Top of DATA EXCERPTS

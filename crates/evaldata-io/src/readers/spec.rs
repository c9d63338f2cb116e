//! SPEC file reader

use crate::config::SourceConfig;
use crate::error::ParseError;
use crate::readers::data::read_block;
use crate::readers::header::{HeaderParser, SPEC};
use crate::readers::{DataBlock, RawReader, ReaderFactory, ReaderKind};
use evaldata_scan::{Fingerprint, ScanMeta};
use std::fs::File;
use std::io::{BufReader, Seek, SeekFrom};
use std::path::{Path, PathBuf};

/// Reader for a single SPEC text file
///
/// Parsing is incremental: each call continues at the header of the last
/// scan found before, so a growing file only costs the appended bytes plus
/// the re-read of its last scan.
#[derive(Debug)]
pub struct SpecReader {
    path: PathBuf,
    parser: HeaderParser,
    offset: u64,
}

impl SpecReader {
    /// Create reader for a file
    #[must_use]
    pub fn new(path: impl Into<PathBuf>) -> Self {
        Self {
            path: path.into(),
            parser: HeaderParser::new(&SPEC),
            offset: 0,
        }
    }

    /// Offset the next parse starts at
    #[inline]
    #[must_use]
    pub fn resume_offset(&self) -> u64 {
        self.offset
    }
}

impl RawReader for SpecReader {
    fn kind(&self) -> ReaderKind {
        ReaderKind::Spec
    }

    fn raw_path(&self) -> &Path {
        &self.path
    }

    fn fingerprint(&self) -> Result<Fingerprint, ParseError> {
        Fingerprint::of_file_metadata(&self.path).map_err(|e| ParseError::from_hash(&self.path, e))
    }

    fn parse(&mut self) -> Result<Vec<ScanMeta>, ParseError> {
        let mut file = File::open(&self.path).map_err(|e| ParseError::io_error(&self.path, e))?;
        let len = file
            .metadata()
            .map_err(|e| ParseError::io_error(&self.path, e))?
            .len();
        if len < self.offset {
            tracing::info!(
                "{} shrank below the last parse position, parsing from the start",
                self.path.display()
            );
            self.reset();
        }

        file.seek(SeekFrom::Start(self.offset))
            .map_err(|e| ParseError::io_error(&self.path, e))?;
        let outcome = self
            .parser
            .parse(&self.path, BufReader::new(file), self.offset)?;

        tracing::debug!(
            "Parsed {} scans from {} starting at byte {}",
            outcome.scans.len(),
            self.path.display(),
            self.offset
        );
        self.offset = outcome.resume_offset;
        Ok(outcome.scans)
    }

    fn read_data(&self, meta: &ScanMeta) -> Result<DataBlock, ParseError> {
        read_block(&SPEC, meta)
    }

    fn reset(&mut self) {
        self.offset = 0;
        self.parser.reset();
    }
}

/// Factory for [`SpecReader`]; fallback for any path that is not a folder
#[derive(Debug, Clone, Copy, Default)]
pub struct SpecReaderFactory;

impl ReaderFactory for SpecReaderFactory {
    fn kind(&self) -> ReaderKind {
        ReaderKind::Spec
    }

    fn can_read(&self, path: &Path) -> bool {
        !path.is_dir()
    }

    fn create(&self, config: &SourceConfig) -> Result<Box<dyn RawReader>, ParseError> {
        Ok(Box::new(SpecReader::new(config.raw_path())))
    }
}

#[cfg(test)]
mod tests {
    use super::*;
    use evaldata_scan::ScanStatus;
    use pretty_assertions::assert_eq;
    use std::io::Write;

    const TWO_SCANS: &str = "\
#F growing.spec
#O0 Theta

#S 1 ascan th 0 1 1 1
#P0 1.5
#L th  det
0 10
1 11

#S 2 ascan th 0 1 1 1
#P0 2.5
#L th  det
0 20
";

    #[test]
    fn incremental_parse_reports_new_and_last() {
        let dir = tempfile::tempdir().unwrap();
        let path = dir.path().join("growing.spec");
        std::fs::write(&path, TWO_SCANS).unwrap();

        let mut reader = SpecReader::new(&path);
        let first: Vec<_> = reader.parse().unwrap().iter().map(|m| m.number).collect();
        assert_eq!(first, vec![1, 2]);
        assert_eq!(reader.resume_offset(), TWO_SCANS.find("#S 2").unwrap() as u64);

        let mut file = std::fs::OpenOptions::new().append(true).open(&path).unwrap();
        file.write_all(b"1 21\n\n#S 3 ascan th 0 1 1 1\n#P0 3.5\n#L th  det\n0 30\n")
            .unwrap();
        drop(file);

        let second = reader.parse().unwrap();
        let numbers: Vec<_> = second.iter().map(|m| m.number).collect();
        assert_eq!(numbers, vec![2, 3]);
        assert_eq!(second[1].motor("Theta"), Some(3.5));

        let data = reader.read_data(&second[0]).unwrap().data.unwrap();
        assert_eq!(data.column("det").unwrap(), &[20.0, 21.0]);
    }

    #[test]
    fn truncated_file_restarts() {
        let dir = tempfile::tempdir().unwrap();
        let path = dir.path().join("s.spec");
        std::fs::write(&path, TWO_SCANS).unwrap();

        let mut reader = SpecReader::new(&path);
        reader.parse().unwrap();
        std::fs::write(&path, "#S 7 new\n#L a\n1\n").unwrap();

        let scans = reader.parse().unwrap();
        assert_eq!(scans.len(), 1);
        assert_eq!(scans[0].number, 7);
        assert_eq!(scans[0].status, ScanStatus::Ok);
    }

    #[test]
    fn missing_file_errors() {
        let mut reader = SpecReader::new("/nonexistent/scans.spec");
        assert!(matches!(reader.parse(), Err(ParseError::Io { .. })));
        assert!(matches!(reader.fingerprint(), Err(ParseError::Io { .. })));
    }

    #[test]
    fn fingerprint_changes_on_append() {
        let dir = tempfile::tempdir().unwrap();
        let path = dir.path().join("s.spec");
        std::fs::write(&path, TWO_SCANS).unwrap();
        let reader = SpecReader::new(&path);
        let before = reader.fingerprint().unwrap();
        assert_eq!(before, reader.fingerprint().unwrap());

        let mut file = std::fs::OpenOptions::new().append(true).open(&path).unwrap();
        file.write_all(b"1 21\n").unwrap();
        drop(file);
        assert_ne!(before, reader.fingerprint().unwrap());
    }
}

Bottom of DATA EXCERPTS

WHAT YOU SHOULD DO -> Output, unchanged, the lines of the listing above from the first one through the one holding "parse starts at". Leave out every line after it.

OUTPUT FOR THIS EXERCISE ->
filename crates/evaldata-io/src/readers/spec.rs
repository c9d63338f2cb116e
//! SPEC file reader

use crate::config::SourceConfig;
use crate::error::ParseError;
use crate::readers::data::read_block;
use crate::readers::header::{HeaderParser, SPEC};
use crate::readers::{DataBlock, RawReader, ReaderFactory, ReaderKind};
use evaldata_scan::{Fingerprint, ScanMeta};
use std::fs::File;
use std::io::{BufReader, Seek, SeekFrom};
use std::path::{Path, PathBuf};

/// Reader for a single SPEC text file
///
/// Parsing is incremental: each call continues at the header of the last
/// scan found before, so a growing file only costs the appended bytes plus
/// the re-read of its last scan.
#[derive(Debug)]
pub struct SpecReader {
    path: PathBuf,
    parser: HeaderParser,
    offset: u64,
}

impl SpecReader {
    /// Create reader for a file
    #[must_use]
    pub fn new(path: impl Into<PathBuf>) -> Self {
        Self {
            path: path.into(),
            parser: HeaderParser::new(&SPEC),
            offset: 0,
        }
    }

    /// Offset the next parse starts at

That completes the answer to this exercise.